----- PROVIDED RECORDS -----

//! Environment driven settings

use crate::infrastructure::entities::ChatId;
use anyhow::{Context, anyhow};
use std::env;
use std::fmt::{Debug, Formatter};

const DEFAULT_BIND_ADDRESS: &str = "0.0.0.0:3000";
const DEFAULT_SEND_RETRIES: usize = 3;

#[derive(Clone)]
pub struct Settings {
    bot_token: String,
    pub bind_address: String,
    /// Chats that get notified when a registration completes.
    pub admin_chat_ids: Vec<ChatId>,
    pub send_retries: usize,
}

impl Settings {
    pub fn new(bot_token: impl Into<String>) -> Settings {
        Settings {
            bot_token: bot_token.into(),
            bind_address: DEFAULT_BIND_ADDRESS.to_owned(),
            admin_chat_ids: Vec::new(),
            send_retries: DEFAULT_SEND_RETRIES,
        }
    }

    /// Reads settings from the process environment, after loading `.env` if present.
    pub fn from_env() -> anyhow::Result<Settings> {
        dotenvy::dotenv().ok();
        Settings::from_lookup(|key| env::var(key).ok())
    }

    pub fn from_lookup(lookup: impl Fn(&str) -> Option<String>) -> anyhow::Result<Settings> {
        let bot_token = lookup("TELEGRAM_BOT_TOKEN")
            .filter(|token| !token.trim().is_empty())
            .ok_or_else(|| anyhow!("TELEGRAM_BOT_TOKEN must be set"))?;

        let mut settings = Settings::new(bot_token.trim());

        if let Some(address) = lookup("BIND_ADDRESS") {
            settings.bind_address = address;
        }

        if let Some(ids) = lookup("ADMIN_CHAT_IDS") {
            settings.admin_chat_ids = ids
                .split(',')
                .map(str::trim)
                .filter(|id| !id.is_empty())
                .map(|id| {
                    id.parse::<ChatId>()
                        .with_context(|| format!("invalid chat id in ADMIN_CHAT_IDS: {id}"))
                })
                .collect::<anyhow::Result<_>>()?;
        }

        if let Some(retries) = lookup("SEND_RETRIES") {
            settings.send_retries = retries
                .trim()
                .parse()
                .with_context(|| format!("SEND_RETRIES must be a number, got {retries}"))?;
        }

        Ok(settings)
    }

    pub fn bot_token(&self) -> &str {
        &self.bot_token
    }
}

impl Debug for Settings {
    fn fmt(&self, f: &mut Formatter<'_>) -> std::fmt::Result {
        f.debug_struct("Settings")
            .field("bot_token", &"<redacted>")
            .field("bind_address", &self.bind_address)
            .field("admin_chat_ids", &self.admin_chat_ids)
            .field("send_retries", &self.send_retries)
            .finish()
    }
}
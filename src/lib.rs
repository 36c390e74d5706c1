//! VeriPay registration bot webhook - Library exports for testing

pub mod api;
pub mod config;
pub mod core;
pub mod infrastructure;

use crate::config::Settings;
use crate::core::services::MyRegistrationService;
use crate::infrastructure::repositories::InMemoryRegistrationRepository;
use crate::infrastructure::telegram::TelegramMessenger;
use di::{Injectable, Ref, ServiceCollection, singleton_as_self};

/// Services wired for production: an in-memory store shared by every request
/// and a messenger talking to the Telegram Bot API.
pub fn services(settings: Settings) -> ServiceCollection {
    let settings = Ref::new(settings);
    let mut services = ServiceCollection::new();
    services
        .add(singleton_as_self::<Settings>().from(move |_| settings.clone()))
        .add(InMemoryRegistrationRepository::singleton())
        .add(TelegramMessenger::singleton())
        .add(MyRegistrationService::scoped());
    services
}
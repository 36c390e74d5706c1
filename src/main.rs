//! VeriPay registration bot webhook

use anyhow::{Context, anyhow};
use di_axum::RouterServiceProviderExtensions;
use log::{info, warn};
use tokio::runtime::{Builder, Runtime};
use tower::ServiceBuilder;
use tower_http::trace::TraceLayer;
use tracing_subscriber::EnvFilter;
use veripay_webhook_bot::api;
use veripay_webhook_bot::config::Settings;

fn main() -> anyhow::Result<()> {
    // initialize tracing
    tracing_subscriber::fmt()
        .with_env_filter(
            EnvFilter::try_from_default_env().unwrap_or_else(|_| EnvFilter::new("info")),
        )
        .init();

    let settings = Settings::from_env()?;
    info!("loaded settings: {settings:?}");

    let runtime: Runtime = Builder::new_multi_thread().enable_all().build()?;
    runtime.block_on(web_server_task(settings))
}

async fn web_server_task(settings: Settings) -> anyhow::Result<()> {
    let bind_address = settings.bind_address.clone();

    let provider = veripay_webhook_bot::services(settings)
        .build_provider()
        .map_err(|e| anyhow!("failed to build service provider: {e:?}"))?;

    let app = api::router()
        .layer(ServiceBuilder::new().layer(TraceLayer::new_for_http()))
        .with_provider(provider);

    let listener = tokio::net::TcpListener::bind(&bind_address)
        .await
        .with_context(|| format!("failed to bind {bind_address}"))?;
    info!("listening on {}", listener.local_addr()?);

    axum::serve(listener, app)
        .with_graceful_shutdown(shutdown_signal())
        .await?;
    info!("Shutting down...");

    Ok(())
}

async fn shutdown_signal() {
    let ctrl_c = async {
        if let Err(e) = tokio::signal::ctrl_c().await {
            warn!("failed to listen for Ctrl-C: {e}");
            std::future::pending::<()>().await;
        }
    };

    #[cfg(unix)]
    let terminate = async {
        match tokio::signal::unix::signal(tokio::signal::unix::SignalKind::terminate()) {
            Ok(mut signal) => {
                signal.recv().await;
            }
            Err(e) => {
                warn!("failed to listen for SIGTERM: {e}");
                std::future::pending::<()>().await;
            }
        }
    };

    #[cfg(not(unix))]
    let terminate = std::future::pending::<()>();

    tokio::select! {
        _ = ctrl_c => {},
        _ = terminate => {},
    }
}
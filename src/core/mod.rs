pub mod messages;
pub mod services;
pub mod traits;
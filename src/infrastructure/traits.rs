//! Infrastructure traits, used for DI on higher levels

use crate::infrastructure::entities::{ConversationState, Registration, UserId};
use crate::infrastructure::telegram::{OutboundMessage, SendError};
use async_trait::async_trait;

#[async_trait]
pub trait RegistrationRepository: Send + Sync {
    async fn find_registration(&self, user_id: UserId) -> Option<Registration>;

    /// Returns `ConversationState::Idle` for users the store has never seen.
    async fn conversation_state(&self, user_id: UserId) -> ConversationState;

    /// Writes the record and the conversation state of a user in one step.
    async fn save(&self, user_id: UserId, registration: Registration, state: ConversationState);
}

#[async_trait]
pub trait Messenger: Send + Sync {
    /// Delivers one message to a chat.
    async fn send(&self, message: OutboundMessage) -> Result<(), SendError>;

    /// Answers an inline button press so the client stops its loading
    /// indicator. `text` is shown as a short notification.
    async fn answer_callback(&self, query_id: String, text: String) -> Result<(), SendError>;
}
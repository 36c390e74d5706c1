//! Outbound Telegram messages

use crate::config::Settings;
use crate::infrastructure::entities::ChatId;
use crate::infrastructure::traits::Messenger;
use async_trait::async_trait;
use backon::{ExponentialBuilder, Retryable};
use di::{Ref, inject, injectable};
use log::warn;
use std::time::Duration;
use teloxide::RequestError;
use teloxide::prelude::*;
use teloxide::types::{self, InlineKeyboardButton, InlineKeyboardMarkup, ParseMode};

#[derive(Debug, Clone, PartialEq, Eq)]
pub struct InlineButton {
    pub label: String,
    pub action: String,
}

/// A chat message rendered with legacy Telegram Markdown.
#[derive(Debug, Clone, PartialEq, Eq)]
pub struct OutboundMessage {
    pub chat_id: ChatId,
    pub text: String,
    /// One button per keyboard row. Empty means no inline keyboard.
    pub buttons: Vec<InlineButton>,
}

impl OutboundMessage {
    pub fn text(chat_id: ChatId, text: impl Into<String>) -> OutboundMessage {
        OutboundMessage {
            chat_id,
            text: text.into(),
            buttons: Vec::new(),
        }
    }

    pub fn with_button(mut self, label: impl Into<String>, action: impl Into<String>) -> Self {
        self.buttons.push(InlineButton {
            label: label.into(),
            action: action.into(),
        });
        self
    }

    pub fn actions(&self) -> Vec<&str> {
        self.buttons.iter().map(|b| b.action.as_str()).collect()
    }
}

#[derive(Debug, thiserror::Error)]
pub enum SendError {
    #[error("telegram request failed: {0}")]
    Request(#[from] RequestError),
}

pub struct TelegramMessenger {
    bot: Bot,
    retries: usize,
}

#[injectable(Messenger)]
impl TelegramMessenger {
    #[inject]
    pub fn create(settings: Ref<Settings>) -> TelegramMessenger {
        TelegramMessenger {
            bot: Bot::new(settings.bot_token()),
            retries: settings.send_retries,
        }
    }
}

impl TelegramMessenger {
    #[allow(deprecated)]
    async fn deliver(&self, message: &OutboundMessage) -> Result<(), RequestError> {
        let request = self
            .bot
            .send_message(types::ChatId(message.chat_id), message.text.clone())
            .parse_mode(ParseMode::Markdown);

        if message.buttons.is_empty() {
            request.await?;
        } else {
            let rows = message
                .buttons
                .iter()
                .map(|b| vec![InlineKeyboardButton::callback(b.label.clone(), b.action.clone())]);
            request.reply_markup(InlineKeyboardMarkup::new(rows)).await?;
        }

        Ok(())
    }
}

/// Only transport failures and rate limits are worth another attempt; API
/// rejections (bad markup, blocked bot) will fail the same way again.
fn is_transient(error: &RequestError) -> bool {
    matches!(error, RequestError::Network(_) | RequestError::RetryAfter(_))
}

#[async_trait]
impl Messenger for TelegramMessenger {
    async fn send(&self, message: OutboundMessage) -> Result<(), SendError> {
        let policy = ExponentialBuilder::default()
            .with_min_delay(Duration::from_millis(200))
            .with_max_times(self.retries);

        (|| self.deliver(&message))
            .retry(policy)
            .when(is_transient)
            .notify(|e, delay| {
                warn!(
                    "sendMessage to chat {} failed, retrying in {delay:?}: {e}",
                    message.chat_id
                )
            })
            .await
            .map_err(SendError::from)
    }

    async fn answer_callback(&self, query_id: String, text: String) -> Result<(), SendError> {
        self.bot
            .answer_callback_query(types::CallbackQueryId(query_id))
            .text(text)
            .await?;

        Ok(())
    }
}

-----

Your job is to return all lines above that hold the word "tokio".

use tokio::runtime::{Builder, Runtime};
    let listener = tokio::net::TcpListener::bind(&bind_address)
        if let Err(e) = tokio::signal::ctrl_c().await {
        match tokio::signal::unix::signal(tokio::signal::unix::SignalKind::terminate()) {
    tokio::select! {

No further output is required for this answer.